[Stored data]
use anyhow::{Context, Result};
use std::path::PathBuf;
use std::sync::Arc;
use tokio_util::sync::CancellationToken;
use tracing::{error, info, warn};

use super::terminal;
use crate::api::{ApiServer, ApiServerConfig};
use crate::config::{BotdeckConfig, DB_FILE};
use crate::core::bot::{BotId, BotStatus};
use crate::core::store::{SqliteStore, StatusStore};
use crate::core::supervisor::{SelfExecLauncher, ShutdownMode, Supervisor};
use crate::host::{Host, NativeHost};
use crate::logging;

pub async fn run_serve(data_dir: PathBuf, host: Option<String>, port: Option<u16>) -> Result<()> {
    let mut config = BotdeckConfig::load(&data_dir).await?;
    if let Some(host) = host {
        config.api.host = host;
    }
    if let Some(port) = port {
        config.api.port = port;
    }

    let log_tx = logging::init_daemon(config.log_level());
    info!("Starting botdeck supervisor (data dir: {})", data_dir.display());

    if !data_dir.exists() {
        tokio::fs::create_dir_all(&data_dir)
            .await
            .with_context(|| format!("creating {}", data_dir.display()))?;
        NativeHost::restrict_dir_permissions(&data_dir);
    }

    let store = Arc::new(SqliteStore::open(&data_dir.join(DB_FILE)).await?);
    let launcher = SelfExecLauncher::current(data_dir.clone())
        .context("cannot locate the botdeck executable")?;
    let supervisor = Supervisor::new(
        store.clone() as Arc<dyn StatusStore>,
        Arc::new(launcher),
        config.supervisor_config(),
    );

    let stale: Vec<BotId> = store
        .list_by_status(BotStatus::Online)
        .await?
        .into_iter()
        .map(|record| record.id)
        .collect();
    if !stale.is_empty() {
        info!("{} bot(s) were online at last shutdown", stale.len());
        let resumer = supervisor.clone();
        let restart = config.supervisor.resume_on_boot;
        tokio::spawn(async move {
            resumer.resume_on_boot(stale, restart).await;
        });
    }

    let shutdown = CancellationToken::new();
    let server = ApiServer::new(ApiServerConfig {
        supervisor: supervisor.clone(),
        store,
        log_tx,
        api_host: config.api.host.clone(),
        api_port: config.api.port,
        token: config.api.token.clone(),
    });
    let mut server_task = tokio::spawn(server.serve(shutdown.clone().cancelled_owned()));

    terminal::print_launch("botdeck is running. Press Ctrl+C to stop.");
    terminal::print_link(
        "API",
        &format!("http://{}:{}/api", config.api.host, config.api.port),
    );

    tokio::select! {
        _ = wait_for_signal() => {
            info!("Shutting down botdeck...");
        }
        joined = &mut server_task => {
            // The API went down on its own; take the bots down with it.
            match joined {
                Ok(Ok(())) => warn!("API server exited"),
                Ok(Err(e)) => error!("API server failed: {:#}", e),
                Err(e) => error!("API server task panicked: {}", e),
            }
            supervisor.shutdown(ShutdownMode::Preserve).await;
            anyhow::bail!("API server stopped unexpectedly");
        }
    }

    shutdown.cancel();
    supervisor.shutdown(ShutdownMode::Preserve).await;
    match server_task.await {
        Ok(result) => result?,
        Err(e) => error!("API server task panicked: {}", e),
    }
    terminal::print_success("All bots stopped. Goodbye!");
    Ok(())
}

#[cfg(unix)]
async fn wait_for_signal() {
    use tokio::signal::unix::{SignalKind, signal};

    match signal(SignalKind::terminate()) {
        Ok(mut term) => {
            tokio::select! {
                _ = term.recv() => {}
                _ = tokio::signal::ctrl_c() => {}
            }
        }
        Err(_) => {
            let _ = tokio::signal::ctrl_c().await;
        }
    }
}

#[cfg(windows)]
async fn wait_for_signal() {
    let _ = tokio::signal::ctrl_c().await;
}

• **Task instructions**
Out of the records above, pull the lines that include the word "stale".

• **Response to the task**
    let stale: Vec<BotId> = store
    if !stale.is_empty() {
        info!("{} bot(s) were online at last shutdown", stale.len());
            resumer.resume_on_boot(stale, restart).await;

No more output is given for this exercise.